Zézette ne put s'empêcher de pâlir.

—Tu m'aimes, toi? fit-elle effrayée d'un pareil aveu.

—Pourquoi pas? Tu es assez jolie pour ça... Avant aujourd'hui, je n'avais pas osé te le dire... Mais, puisque tu m'en fournis l'occasion! Ne l'avais-tu donc pas deviné?

Zézette mentit.

—Non! répondit-elle d'un ton ferme. Écoute! le passé est passé... Nous avons fait la paix et tu n'as rien à craindre de moi, puisque tu as rempli tes engagements. C'est par prudence que tu veux me persuader que tu éprouves pour moi une passion subite... C'est bien inutile et je ne te crois pas... D'ailleurs, quand ça serait vrai—et elle appuya sur le mot—nous ne pouvons pas nous aimer!...

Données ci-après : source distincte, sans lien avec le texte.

impl<'a> Evaluator<'a> {
    pub fn new(ctx: &'a dyn EvalContext) -> Self {
        Evaluator { stack: Stack::new(), ctx }
    }

    /// Evaluates `expr` to completion and extracts the single result value
    /// via [`Stack::result`]'s dereference rule.
    pub fn evaluate(mut self, expr: &Expression) -> Result<u64, EvalError> {
        self.run(expr)?;
        self.stack.result(self.ctx)
    }

    /// Evaluates `expr` but stops short of the final dereference, returning
    /// the raw top-of-stack [`TypedValue`]. The parameter resolver (C6) needs
    /// this form: whether a location is a register or memory address matters
    /// to the caller, not just its dereferenced value.
    pub fn evaluate_location(mut self, expr: &Expression) -> Result<TypedValue, EvalError> {
        self.run(expr)?;
        self.stack.peek(0).ok_or(EvalError::Underflow { needed: 1, had: 0 })
    }

    fn run(&mut self, expr: &Expression) -> Result<(), EvalError> {
        self.stack.clear();
        for op in expr.ops() {
            self.step(op)?;
        }
        Ok(())
    }

    fn binop(&mut self, name: &'static str, f: impl FnOnce(u64, u64) -> u64) -> Result<(), EvalError> {
        self.stack.promote_register_top(self.ctx)?;
        let b = self.stack.pop().ok_or(EvalError::Underflow { needed: 2, had: 0 })?;
        self.stack.promote_register_top(self.ctx)?;
        let a = self.stack.pop().ok_or(EvalError::Underflow { needed: 2, had: 1 })?;
        if a.is_location() || b.is_location() {
            return Err(EvalError::TypeMismatch { op: name });
        }
        let result = f(a.payload(), b.payload());
        self.stack.push_value(TypedValue::new(result, TypeFlags::GENERIC | combined_signedness(a, b)));
        Ok(())
    }

    fn unop(&mut self, name: &'static str, f: impl FnOnce(u64) -> u64) -> Result<(), EvalError> {
        self.stack.promote_register_top(self.ctx)?;
        let a = self.stack.pop().ok_or(EvalError::Underflow { needed: 1, had: 0 })?;
        if a.is_location() {
            return Err(EvalError::TypeMismatch { op: name });
        }
        self.stack.push_value(TypedValue::new(f(a.payload()), TypeFlags::GENERIC));
        Ok(())
    }

    fn step(&mut self, op: &Op) -> Result<(), EvalError> {
        use expr::*;
        match op.code {
            DW_OP_addr => self.stack.push(op.arg1, 8, TypeFlags::MEMORY_LOC),
            DW_OP_lit0..=DW_OP_lit31 => {
                self.stack.push(op.arg1, 8, TypeFlags::GENERIC | TypeFlags::CONST)
            }
            DW_OP_const1u | DW_OP_const2u | DW_OP_const4u | DW_OP_const8u | DW_OP_constu => {
                self.stack.push(op.arg1, 8, TypeFlags::GENERIC | TypeFlags::UNSIGNED)
            }
            DW_OP_const1s | DW_OP_const2s | DW_OP_const4s | DW_OP_const8s | DW_OP_consts => {
                self.stack.push(op.arg1, 8, TypeFlags::GENERIC | TypeFlags::SIGNED)
            }
            DW_OP_reg0..=DW_OP_reg31 => {
                self.stack.push(op.arg1, 8, TypeFlags::REGISTER_LOC)
            }
            DW_OP_regx => self.stack.push(op.arg1, 8, TypeFlags::REGISTER_LOC),
            DW_OP_breg0..=DW_OP_breg31 => {
                let base = self
                    .ctx
                    .read_register(op.arg1 as u16)
                    .ok_or(EvalError::BadRegisterRead(op.arg1 as u16))?;
                let addr = base.wrapping_add(op.arg2);
                self.stack.push(addr, 8, TypeFlags::MEMORY_LOC);
            }
            DW_OP_bregx => {
                let base = self
                    .ctx
                    .read_register(op.arg1 as u16)
                    .ok_or(EvalError::BadRegisterRead(op.arg1 as u16))?;
                let addr = base.wrapping_add(op.arg2);
                self.stack.push(addr, 8, TypeFlags::MEMORY_LOC);
            }
            DW_OP_fbreg => {
                let base = self.ctx.frame_base().ok_or(EvalError::BadRegisterRead(0))?;
                let addr = base.wrapping_add(op.arg1);
                self.stack.push(addr, 8, TypeFlags::MEMORY_LOC);
            }
            DW_OP_call_frame_cfa => {
                let cfa = self.ctx.cfa().ok_or(EvalError::BadRegisterRead(0))?;
                self.stack.push(cfa, 8, TypeFlags::MEMORY_LOC);
            }
            DW_OP_deref => {
                self.stack.promote_register_top(self.ctx)?;
                let top = self.stack.pop().ok_or(EvalError::Underflow { needed: 1, had: 0 })?;
                let value = self
                    .ctx
                    .read_memory(top.payload(), 8)
                    .ok_or(EvalError::BadMemoryRead { addr: top.payload(), len: 8 })?;
                self.stack.push(value, 8, TypeFlags::GENERIC);
            }
            DW_OP_deref_size => {
                self.stack.promote_register_top(self.ctx)?;
                let top = self.stack.pop().ok_or(EvalError::Underflow { needed: 1, had: 0 })?;
                let len = op.arg1 as u8;
                let value = self
                    .ctx
                    .read_memory(top.payload(), len)
                    .ok_or(EvalError::BadMemoryRead { addr: top.payload(), len })?;
                self.stack.push(value, len, TypeFlags::GENERIC);
            }
            DW_OP_dup => {
                let top = self.stack.peek(0).ok_or(EvalError::Underflow { needed: 1, had: 0 })?;
                self.stack.push_value(top);
            }
            DW_OP_drop => {
                self.stack.pop().ok_or(EvalError::Underflow { needed: 1, had: 0 })?;
            }
            DW_OP_over => {
                let v = self.stack.peek(1).ok_or(EvalError::Underflow { needed: 2, had: self.stack.len() })?;
                self.stack.push_value(v);
            }
            DW_OP_pick => {
                let v = self
                    .stack
                    .peek(op.arg1 as usize)
                    .ok_or(EvalError::Underflow { needed: op.arg1 as usize + 1, had: self.stack.len() })?;
                self.stack.push_value(v);
            }
            DW_OP_swap => {
                let a = self.stack.pop().ok_or(EvalError::Underflow { needed: 2, had: 0 })?;
                let b = self.stack.pop().ok_or(EvalError::Underflow { needed: 2, had: 1 })?;
                self.stack.push_value(a);
                self.stack.push_value(b);
            }
            DW_OP_rot => {
                let a = self.stack.pop().ok_or(EvalError::Underflow { needed: 3, had: 0 })?;
                let b = self.stack.pop().ok_or(EvalError::Underflow { needed: 3, had: 1 })?;
                let c = self.stack.pop().ok_or(EvalError::Underflow { needed: 3, had: 2 })?;
                self.stack.push_value(a);
                self.stack.push_value(c);
                self.stack.push_value(b);
            }
            DW_OP_abs => {
                self.stack.promote_register_top(self.ctx)?;
                let a = self.stack.pop().ok_or(EvalError::Underflow { needed: 1, had: 0 })?;
                if a.is_location() {
                    return Err(EvalError::TypeMismatch { op: "abs" });
                }
                let signed = a.payload() as i64;
                if signed == i64::MIN {
                    return Err(EvalError::AbsOverflow);
                }
                self.stack.push_value(TypedValue::new(signed.unsigned_abs(), TypeFlags::GENERIC));
            }
            DW_OP_neg => self.unop("neg", |a| (a as i64).wrapping_neg() as u64)?,
            DW_OP_not => self.unop("not", |a| !a)?,
            DW_OP_and => self.binop("and", |a, b| a & b)?,
            DW_OP_or => self.binop("or", |a, b| a | b)?,
            DW_OP_plus => self.binop("plus", |a, b| a.wrapping_add(b))?,
            DW_OP_minus => self.binop("minus", |a, b| a.wrapping_sub(b))?,
            DW_OP_mul => self.binop("mul", |a, b| a.wrapping_mul(b))?,
            DW_OP_div => {
                self.stack.promote_register_top(self.ctx)?;
                let b = self.stack.pop().ok_or(EvalError::Underflow { needed: 2, had: 0 })?;
                self.stack.promote_register_top(self.ctx)?;
                let a = self.stack.pop().ok_or(EvalError::Underflow { needed: 2, had: 1 })?;
                if b.payload() == 0 {
                    return Err(EvalError::DivideByZero);
                }
                let signedness = combined_signedness(a, b);
                let result = if signedness.contains(TypeFlags::SIGNED) {
                    (a.payload() as i64).wrapping_div(b.payload() as i64) as u64
                } else {
                    a.payload().wrapping_div(b.payload())
                };
                self.stack.push_value(TypedValue::new(result, TypeFlags::GENERIC | signedness));
            }
            DW_OP_mod => {
                self.stack.promote_register_top(self.ctx)?;
                let b = self.stack.pop().ok_or(EvalError::Underflow { needed: 2, had: 0 })?;
                self.stack.promote_register_top(self.ctx)?;
                let a = self.stack.pop().ok_or(EvalError::Underflow { needed: 2, had: 1 })?;
                if b.payload() == 0 {
                    return Err(EvalError::DivideByZero);
                }
                let signedness = combined_signedness(a, b);
                let result = if signedness.contains(TypeFlags::SIGNED) {
                    ((a.payload() as i64) % (b.payload() as i64)) as u64
                } else {
                    a.payload() % b.payload()
                };
                self.stack.push_value(TypedValue::new(result, TypeFlags::GENERIC | signedness));
            }
            DW_OP_plus_uconst => {
                self.stack.promote_register_top(self.ctx)?;
                let top = self.stack.pop().ok_or(EvalError::Underflow { needed: 1, had: 0 })?;
                let flags = if top.is_memory_loc() { TypeFlags::MEMORY_LOC } else { TypeFlags::GENERIC };
                self.stack.push_value(TypedValue::new(top.payload().wrapping_add(op.arg1), flags));
            }
            DW_OP_stack_value => {
                let top = self.stack.pop().ok_or(EvalError::Underflow { needed: 1, had: 0 })?;
                self.stack.push_value(top.as_stack_value());
            }
            DW_OP_nop => {}
            DW_OP_entry_value | DW_OP_GNU_entry_value => {
                let sub = Expression::decode(&op.sub_expr)?;
                let value = self.ctx.entry_value(&sub)?;
                self.stack.push_value(TypedValue::new(value, TypeFlags::GENERIC));
            }
            _ => return Err(EvalError::Unsupported(UnsupportedOp(op.name()))),
        }
        Ok(())
    }
}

—Alors, c'est l'autre... C'est Giovanni? demanda Jean en fronçant le sourcil.

—Je n'ai rien dit de pareil... J'ai beaucoup d'affection pour Giovanni, dont j'admire le courage, qui exerce le même métier que moi, avec lequel je parle de choses qui nous intéressent tous deux... C'est pourquoi je prends plaisir à me promener avec lui.. Voilà tout.

—C'est bien sûr? demanda encore Jean Tabary.

—Laissons là cette conversation, dit Zézette, et ne parlons jamais de cela.

—Zézette! tu reconnaîtras un jour que tu as tort et que je ne suis pas tel que tu penses. Ce n'est pas parce qu'on a fait des bêtises dans sa vie qu'on est incapable d'un bon sentiment... La preuve que je ne mens pas... c'est que je voudrais que tu me demandes n'importe quoi... quelque chose de très difficile... Pour t'être agréable, je ne reculerais devant rien... Et, sais-tu depuis quand je me suis aperçu que j'étais attiré vers toi, que je t'aimais... c'est depuis que je t'ai vue avec Giovanni... Zézette! je t'en prie, réfléchis!